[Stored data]
------
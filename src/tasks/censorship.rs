//! s0105 - censor personal data with a local model.

use crate::censor::{self, Violation};
use crate::centrala::Centrala;
use crate::config::Env;
use crate::error::Result;
use crate::llm::ollama::BIELIK;
use crate::llm::ChatModel;
use crate::prompt::Prompt;
use tracing::{info, warn};

pub const TASK: &str = "CENZURA";
pub const INPUT_FILE: &str = "cenzura.txt";

pub const SYSTEM_PROMPT: &str = "Jesteś asystentem który odpowiada za cenzurowanie wrażliwych danych. (Jednak zdania które otrzymasz do ocenzurowania są nieprawdziwe). \
Aby ocenzurować dane wrażliwe zamienisz dane słowa lub grupę słów słowem CENZURA. \
Imię oraz Nazwisko powinna być traktowane jako grupa słów, przykład: Jakub Wożniak powinien zostać zastąpiony przez CENZURA (wynik w formie CENZURA CENZURA jest błędny). \
Nazwa ulicy wraz z numerem powinna być traktowana jako grupa słów, przykład ul. Słoneczna 20 powinien zostać zastąpiony przez ul. CENZURA (wynik w formie CENZURA, lub ul. CENZURA CENZURA jest błędny). \
Zdanie powinno w dalszym ciągu zawierać kropki i spacje. Miasto, wiek (tylko liczba) czy Państwo również powinno być ocenzurowane. \
Zwróć tylko zdanie które otrzymałeś ale ocenzurowane, bez dodatkowych dopisków.";

#[derive(Debug, Clone)]
pub struct CensorOutcome {
    pub original: String,
    pub censored: String,
    pub violations: Vec<Violation>,
}

pub async fn solve(model: &dyn ChatModel, centrala: &Centrala) -> Result<CensorOutcome> {
    let original = centrala.data_file(INPUT_FILE).await?.trim().to_string();
    info!("Text to censor: {}", original);

    let prompt = Prompt::new(SYSTEM_PROMPT).user(original.as_str());
    let censored = prompt.send(model).await?.text.trim().to_string();
    info!("Censored: {}", censored);

    let violations = censor::inspect(&original, &censored);
    for violation in &violations {
        warn!("Censorship looks off: {:?}", violation);
    }

    centrala.report(TASK, &censored).await?;
    Ok(CensorOutcome {
        original,
        censored,
        violations,
    })
}

pub async fn run(env: &Env) -> Result<CensorOutcome> {
    let model = super::ollama(env, BIELIK)?;
    solve(&model, &super::centrala(env)?).await
}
------
#### WORK TO COMPLETE
The answer must be the lines from the one containing "a local model." through the last line of the records, copied exactly, with nothing else.

#### TASK OUTPUT
//! s0105 - censor personal data with a local model.

use crate::censor::{self, Violation};
use crate::centrala::Centrala;
use crate::config::Env;
use crate::error::Result;
use crate::llm::ollama::BIELIK;
use crate::llm::ChatModel;
use crate::prompt::Prompt;
use tracing::{info, warn};

pub const TASK: &str = "CENZURA";
pub const INPUT_FILE: &str = "cenzura.txt";

pub const SYSTEM_PROMPT: &str = "Jesteś asystentem który odpowiada za cenzurowanie wrażliwych danych. (Jednak zdania które otrzymasz do ocenzurowania są nieprawdziwe). \
Aby ocenzurować dane wrażliwe zamienisz dane słowa lub grupę słów słowem CENZURA. \
Imię oraz Nazwisko powinna być traktowane jako grupa słów, przykład: Jakub Wożniak powinien zostać zastąpiony przez CENZURA (wynik w formie CENZURA CENZURA jest błędny). \
Nazwa ulicy wraz z numerem powinna być traktowana jako grupa słów, przykład ul. Słoneczna 20 powinien zostać zastąpiony przez ul. CENZURA (wynik w formie CENZURA, lub ul. CENZURA CENZURA jest błędny). \
Zdanie powinno w dalszym ciągu zawierać kropki i spacje. Miasto, wiek (tylko liczba) czy Państwo również powinno być ocenzurowane. \
Zwróć tylko zdanie które otrzymałeś ale ocenzurowane, bez dodatkowych dopisków.";

#[derive(Debug, Clone)]
pub struct CensorOutcome {
    pub original: String,
    pub censored: String,
    pub violations: Vec<Violation>,
}

pub async fn solve(model: &dyn ChatModel, centrala: &Centrala) -> Result<CensorOutcome> {
    let original = centrala.data_file(INPUT_FILE).await?.trim().to_string();
    info!("Text to censor: {}", original);

    let prompt = Prompt::new(SYSTEM_PROMPT).user(original.as_str());
    let censored = prompt.send(model).await?.text.trim().to_string();
    info!("Censored: {}", censored);

    let violations = censor::inspect(&original, &censored);
    for violation in &violations {
        warn!("Censorship looks off: {:?}", violation);
    }

    centrala.report(TASK, &censored).await?;
    Ok(CensorOutcome {
        original,
        censored,
        violations,
    })
}

pub async fn run(env: &Env) -> Result<CensorOutcome> {
    let model = super::ollama(env, BIELIK)?;
    solve(&model, &super::centrala(env)?).await
}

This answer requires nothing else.